Dear Domen,
Thanks for your reply first.
>I understand it this way:
>- condition
> Just checking the condition is one way (if you don't have a wake_up
> source, like an interrupt), but that's not really what wait_event does.
> It would be something like
> while (condition) {
> msleep(10);
> }
> There was some talk on poll_wait(), but I don't know what happened to
> it.
So you mean in my senario (wake the process up in the interrupt handler), I
needn't to use wake_up at all? A "condition == true" in the interrupt
handler is enough to wake the sleeping process up? Am I right?

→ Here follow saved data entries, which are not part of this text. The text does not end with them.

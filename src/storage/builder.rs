//! Storage builder and handles.
//!
//! Provides a builder for constructing the storage layer and a handles
//! struct bundling the store facades.

use std::path::{Path, PathBuf};

use crate::storage::db::Db;
use crate::storage::sales_store::SalesStore;
use crate::storage::schema::init_schema;
use crate::storage::user_store::UserStore;
use crate::storage::StorageError;

/// Default connection pool size.
pub const DEFAULT_POOL_SIZE: u32 = 4;

/// Builder for constructing the storage layer.
pub struct StorageBuilder {
    db_path: PathBuf,
    pool_size: u32,
}

impl StorageBuilder {
    /// Create a new storage builder for the database file at `db_path`.
    pub fn new(db_path: impl AsRef<Path>) -> Self {
        Self {
            db_path: db_path.as_ref().to_path_buf(),
            pool_size: DEFAULT_POOL_SIZE,
        }
    }

    /// Set the connection pool size.
    pub fn pool_size(mut self, size: u32) -> Self {
        self.pool_size = size;
        self
    }

    /// Open the database, initialize the schema, and return handles.
    pub async fn build(self) -> Result<StorageHandles, StorageError> {
        // Create parent directory if it doesn't exist
        if let Some(parent) = self.db_path.parent() {
            if !parent.as_os_str().is_empty() && !parent.exists() {
                std::fs::create_dir_all(parent).map_err(|e| {
                    StorageError::Internal(format!(
                        "failed to create database directory '{}': {}",
                        parent.display(),
                        e
                    ))
                })?;
            }
        }

        let db = Db::open(&self.db_path, self.pool_size).await?;
        init_schema(&db).await?;

        Ok(StorageHandles {
            sales: SalesStore::new(db.clone()),
            users: UserStore::new(db.clone()),
            db,
        })
    }
}

/// Handles to the storage layer facades.
pub struct StorageHandles {
    /// Facade for sale ingestion and reporting.
    pub sales: SalesStore,
    /// Facade for user lookup and provisioning.
    pub users: UserStore,
    db: Db,
}

impl StorageHandles {
    /// Liveness probe against the pool.
    pub async fn ping(&self) -> Result<(), StorageError> {
        self.sales.ping().await
    }

    /// Gracefully close the connection pool.
    pub async fn shutdown(self) {
        self.db.close().await;
    }
}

I checked the source code in linux/wait.h and here is the defination of
wait_event:
#define __wait_event(wq, condition)
do {
DEFINE_WAIT(__wait);
for (;;) { \
prepare_to_wait(&wq, &__wait, TASK_UNINTERRUPTIBLE);
if (condition)
break;
schedule();
}
finish_wait(&wq, &__wait);
} while (0)
#define wait_event(wq, condition)
do {
if (condition)
break;
__wait_event(wq, condition);
} while (0)
From the source code, it seems like that this mechanism doesn't use
msleep(), like what you mentioned, to release its executing. Instead, it
uses schedule() to do that.
>- wake_up
> Just wake_up isn't enough, you get a race:
> | interrupt handler | process |
> ------------------------------------------
> | do_something() | |
> | wake_up() | |
> | ... | wait on wq |
>
> And so you have a process waiting on waitqueue, that just missed the
> wakeup. Obviously should not be used.
>
>- wake_up & condition
> | interrupt handler | process |
> ------------------------------------------
> | flag = 1 | |
> | wake_up() | |
> | ... | wait_event |
> | ... | flag = 0 |
>
> This will work properly and if wait_event misses a wake_up, the
> condition check (flag) will kick in before putting it to sleep.
>
Thanks for your explaining on the race problem. I can understand this now.
However I still cannot understand, is such a problem: In the above figures
for my case, if flag=1 could wake the process up, then what's the use of
wake_up()? From my understanding if the condition turns true, then the
process which depends on this condition will be waken up. Thus what's the
exact use of wake_up()? Also in my program, I tried to remove wake_up()
sentence and it seems that there is no difference on the result.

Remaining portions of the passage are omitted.